YB-1 protein is secreted as consequence of oxidative stress and induces G2/M phase block in receiving cells

Cell signalling is the complex network of connections between cells and inside the single cell. Protein trafficking is deeply involved in cell signalling. Different proteins are ordered in clusters of receptors of extracellular signals, transducers, sensors and biological response effectors. Together, they are arranged in molecular pathways that are required for the maintenance of cell homeostasis. Protein secretion is a relevant component of eukaryotic cell signalling. The prototype cold-shock Y-box binding protein 1 (YB- 1) is a multifunctional protein which regulates a variety of fundamental biological processes. Among them, cellular stress response and cell proliferation. Recently YB-1 has been found in human extracellular fluids and shown to be secreted by different cell types. My recent research activity was focused on YB-1 protein secretion to investigate on its role as a potential paracrine signal to elicit changes or responses in nearby cells, altering their behaviour. Low amounts of extracellular YB-1 are released by HEK293T cells in physiological condition. Interestingly, YB-1 secretion was enhanced following oxidative insults. In parallel, the assembly of YB-1 in stress granules (SGs), cytoplasmic foci where untranslated mRNAs are sorted or processed for re-initiation, degradation or packaging into mRNPs was verified. Purified recombinant human YB-1 (rYB-1) and enriched frac- tions of YB-1 from HEK293T cell culture medium (CCM-YB-1) were produced.
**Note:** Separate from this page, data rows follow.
//! Core behaviors shared by both HTTP and WebSocket handlers.
//!
//! This includes:
//!   - Starting a quiz (progress get-or-create / reset)
//!   - Grading a submission and recording answers
//!   - Matching a spoken transcript to the closest option of a speech question
//!   - Progress and answer-review lookups
//!   - Account signup and login (token issue)

use chrono::Utc;
use tracing::{debug, error, info, instrument, warn};

use crate::auth::{create_token, User};
use crate::domain::{Question, QuestionType, Quiz, UserAnswer};
use crate::error::{ApiError, ApiResult};
use crate::protocol::{
  progress_out, AnswerIn, AuthOut, LoginIn, ProgressOut, QuizResultOut, SignupIn, SpeechMatchOut, UserAnswerOut,
  UserOut,
};
use crate::similarity::SimilarityScorer;
use crate::state::AppState;
use crate::util::trunc_for_log;

fn require_quiz(state: &AppState, quiz_id: u64) -> ApiResult<&Quiz> {
  state
    .get_quiz(quiz_id)
    .ok_or_else(|| ApiError::NotFound(format!("Unknown quiz: {}", quiz_id)))
}

fn require_user(user_id: &str) -> ApiResult<&str> {
  let user = user_id.trim();
  if user.is_empty() {
    return Err(ApiError::BadRequest("user id is required".into()));
  }
  Ok(user)
}

const MIN_PASSWORD_LEN: usize = 8;

fn issue_token(state: &AppState, user: &User) -> ApiResult<AuthOut> {
  let access = create_token(&state.jwt_secret, user).map_err(|e| {
    error!(target: "lingo_backend", error = %e, "Token encoding failed");
    ApiError::Internal("Could not issue token".into())
  })?;
  Ok(AuthOut { user: UserOut::from(user), access })
}

/// Register an account and log it in. Emails are unique ignoring case.
#[instrument(level = "info", skip(state, body), fields(email = %body.email))]
pub async fn signup(state: &AppState, body: &SignupIn) -> ApiResult<AuthOut> {
  let email = body.email.trim();
  if email.is_empty() || !email.contains('@') {
    return Err(ApiError::BadRequest("Enter a valid email address.".into()));
  }
  if body.password.chars().count() < MIN_PASSWORD_LEN {
    return Err(ApiError::BadRequest(format!(
      "Password must be at least {} characters.",
      MIN_PASSWORD_LEN
    )));
  }

  let user = state
    .insert_user(User::new(email, body.full_name.trim(), &body.password))
    .await
    .ok_or_else(|| ApiError::BadRequest("A user with this email already exists.".into()))?;
  info!(target: "lingo_backend", user = %user.id, "Account created");
  issue_token(state, &user)
}

#[instrument(level = "info", skip(state, body), fields(email = %body.email))]
pub async fn login(state: &AppState, body: &LoginIn) -> ApiResult<AuthOut> {
  let email = body.email.trim();
  if email.is_empty() || body.password.is_empty() {
    return Err(ApiError::BadRequest("Please provide both email and password".into()));
  }
  match state.user_by_email(email).await {
    Some(user) if user.verify_password(&body.password) => {
      info!(target: "lingo_backend", user = %user.id, "Login succeeded");
      issue_token(state, &user)
    }
    _ => {
      warn!(target: "lingo_backend", "Login rejected");
      Err(ApiError::Unauthorized("Invalid credentials".into()))
    }
  }
}

#[instrument(level = "info", skip(state), fields(%user_id, %quiz_id))]
pub async fn start_quiz(state: &AppState, user_id: &str, quiz_id: u64) -> ApiResult<ProgressOut> {
  let user = require_user(user_id)?;
  let quiz = require_quiz(state, quiz_id)?;
  let progress = state.start_progress(user, quiz.id).await;
  info!(target: "quiz", user = %user, quiz_id, "Quiz started");
  Ok(progress_out(&progress, Some(quiz)))
}

/// Grade `answers` against `quiz` without touching any store.
///
/// Each answer must name a question of this quiz (at most once). TTS questions
/// are correct when the user is confident; every other type needs an option
/// that belongs to the question.
pub fn grade_answers(
  state: &AppState,
  quiz: &Quiz,
  user_id: &str,
  answers: &[AnswerIn],
) -> ApiResult<(Vec<UserAnswer>, QuizResultOut)> {
  let mut graded: Vec<UserAnswer> = Vec::with_capacity(answers.len());

  for a in answers {
    let question = state
      .get_question(a.question_id)
      .ok_or_else(|| ApiError::NotFound(format!("Unknown question: {}", a.question_id)))?;
    if question.quiz_id != quiz.id {
      return Err(ApiError::BadRequest(format!(
        "Question {} does not belong to quiz {}",
        question.id, quiz.id
      )));
    }
    if graded.iter().any(|g| g.question_id == question.id) {
      return Err(ApiError::BadRequest(format!("Question {} answered twice", question.id)));
    }

    let (selected_option_id, is_correct) = grade_one(question, a)?;
    graded.push(UserAnswer {
      user_id: user_id.to_string(),
      question_id: question.id,
      selected_option_id,
      is_correct,
      created_at: Utc::now(),
    });
  }

  let total_questions = graded.len();
  let correct_answers = graded.iter().filter(|g| g.is_correct).count();
  let score_percentage = if total_questions > 0 {
    correct_answers as f32 / total_questions as f32 * 100.0
  } else {
    0.0
  };

  Ok((graded, QuizResultOut { total_questions, correct_answers, score_percentage, completed: true }))
}

fn grade_one(question: &Question, answer: &AnswerIn) -> ApiResult<(Option<u64>, bool)> {
  if question.question_type == QuestionType::Tts {
    return Ok((None, answer.confident));
  }
  let option_id = answer.selected_option_id.ok_or_else(|| {
    ApiError::BadRequest(format!("Question {} needs a selectedOptionId", question.id))
  })?;
  let option = question.option(option_id).ok_or_else(|| {
    ApiError::BadRequest(format!("Option {} does not belong to question {}", option_id, question.id))
  })?;
  Ok((Some(option.id), option.is_correct))
}

#[instrument(level = "info", skip(state, answers), fields(%user_id, %quiz_id, answers = answers.len()))]
pub async fn submit_quiz(
  state: &AppState,
  user_id: &str,
  quiz_id: u64,
  answers: &[AnswerIn],
) -> ApiResult<QuizResultOut> {
  let user = require_user(user_id)?;
  let quiz = require_quiz(state, quiz_id)?;
  let (graded, result) = grade_answers(state, quiz, user, answers)?;
  state.record_submission(user, quiz, graded, result.score_percentage).await;
  info!(
    target: "quiz",
    user = %user,
    quiz_id,
    correct = result.correct_answers,
    total = result.total_questions,
    score = %format!("{:.1}", result.score_percentage),
    "Quiz submitted"
  );
  Ok(result)
}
Both forms of YB-1 protein have anti-proliferative activity on different recipient cell lines, including HaCaT cells. In particular, inhibition of human keratinocytes proliferation by extracellular YB-1 was associated to a G2/M cell cycle arrest, induction of p21WAF and reduction of 'Np63D protein level. The obtained results suggest that sustained release of full length YB-1 protein, by stress stimuli acts as paracrine/autocrine signal stimulating cell cycle arrest.